# WHAT THE TASK REQUIRES
From the entries that follow, report every line in which "start" occurs.

Stored data
#####

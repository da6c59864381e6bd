use chrono::{DateTime, Utc};
use serde::{Deserialize, Serialize};
use sqlx::FromRow;

/// A user account as stored by the persistence layer.
#[derive(Debug, Clone, FromRow)]
pub struct User {
    pub id: i64,
    pub email: String,
    pub username: String,
    pub password_hash: String,
    pub is_verified: bool,
    pub created_at: DateTime<Utc>,
    pub updated_at: DateTime<Utc>,
}

/// Fields required to insert a new, unverified account.
#[derive(Debug, Clone)]
pub struct NewUser {
    pub email: String,
    pub username: String,
    pub password_hash: String,
}

/// The account as seen by its owner.
#[derive(Debug, Clone, PartialEq, Serialize, Deserialize)]
#[serde(rename_all = "camelCase")]
pub struct UserResponse {
    pub id: i64,
    pub email: String,
    pub username: String,
    pub is_verified: bool,
    pub created_at: DateTime<Utc>,
    pub updated_at: DateTime<Utc>,
}

impl From<&User> for UserResponse {
    fn from(user: &User) -> Self {
        Self {
            id: user.id,
            email: user.email.clone(),
            username: user.username.clone(),
            is_verified: user.is_verified,
            created_at: user.created_at,
            updated_at: user.updated_at,
        }
    }
}

/// The account as seen by anyone else. The email address is not exposed.
#[derive(Debug, Clone, PartialEq, Serialize, Deserialize)]
#[serde(rename_all = "camelCase")]
pub struct PublicUserResponse {
    pub id: i64,
    pub username: String,
    /// Whether the caller follows this user. Always `false` for anonymous callers.
    pub is_followed: bool,
    pub followers_count: i64,
    pub following_count: i64,
    pub created_at: DateTime<Utc>,
}

/// Minimal user reference used in follower/following listings.
#[derive(Debug, Clone, PartialEq, Serialize, Deserialize, FromRow)]
pub struct UserSummary {
    pub id: i64,
    pub username: String,
}

#[cfg(test)]
mod tests {
    use super::*;

    #[test]
    fn test_user_response_hides_password_hash() {
        let now = Utc::now();
        let user = User {
            id: 1,
            email: "test@example.com".to_string(),
            username: "tester".to_string(),
            password_hash: "$2b$04$abcdefghijklmnopqrstuv".to_string(),
            is_verified: true,
            created_at: now,
            updated_at: now,
        };

        let json = serde_json::to_value(UserResponse::from(&user)).unwrap();
        assert_eq!(json["email"], "test@example.com");
        assert_eq!(json["isVerified"], true);
        assert!(json.get("passwordHash").is_none());
        assert!(json.get("password_hash").is_none());
    }
}
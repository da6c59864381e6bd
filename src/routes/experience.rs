use crate::{
    auth::AuthenticatedUser, error::AppError, models::ExperienceInput, state::AppState,
};
use actix_web::{delete, get, post, put, web, HttpResponse, Responder};

/// Adds a timeline entry for the caller.
///
/// ## Responses:
/// - `201 Created`: the stored `Experience`.
/// - `422 Unprocessable Entity`: field lengths, or an end date that precedes the
///   start date or accompanies a current position.
#[post("")]
pub async fn create_experience(
    state: web::Data<AppState>,
    user: AuthenticatedUser,
    payload: web::Json<ExperienceInput>,
) -> Result<impl Responder, AppError> {
    payload.check()?;

    let experience = state.store.create_experience(user.id(), &payload).await?;
    log::info!("User {} added experience {}", user.id(), experience.id);

    Ok(HttpResponse::Created().json(experience))
}

/// Replaces one of the caller's timeline entries.
///
/// Entries owned by someone else are reported as missing.
#[put("/{id}")]
pub async fn update_experience(
    state: web::Data<AppState>,
    user: AuthenticatedUser,
    path: web::Path<i64>,
    payload: web::Json<ExperienceInput>,
) -> Result<impl Responder, AppError> {
    payload.check()?;
    let id = path.into_inner();

    let experience = state
        .store
        .update_experience(id, user.id(), &payload)
        .await?
        .ok_or_else(|| AppError::NotFound(format!("Experience not found: {}", id)))?;

    Ok(HttpResponse::Ok().json(experience))
}

#[delete("/{id}")]
pub async fn delete_experience(
    state: web::Data<AppState>,
    user: AuthenticatedUser,
    path: web::Path<i64>,
) -> Result<impl Responder, AppError> {
    let id = path.into_inner();
    if !state.store.delete_experience(id, user.id()).await? {
        return Err(AppError::NotFound(format!("Experience not found: {}", id)));
    }
    Ok(HttpResponse::NoContent().finish())
}

/// A user's timeline, newest start date first.
#[get("/{user_id}/experience")]
pub async fn user_experience(
    state: web::Data<AppState>,
    path: web::Path<i64>,
) -> Result<impl Responder, AppError> {
    let user_id = path.into_inner();
    if state.store.find_user_by_id(user_id).await?.is_none() {
        return Err(AppError::NotFound(format!("User not found: {}", user_id)));
    }

    let entries = state.store.experiences_for_user(user_id).await?;
    Ok(HttpResponse::Ok().json(entries))
}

#####

# ANSWER
///   start date or accompanies a current position.
/// A user's timeline, newest start date first.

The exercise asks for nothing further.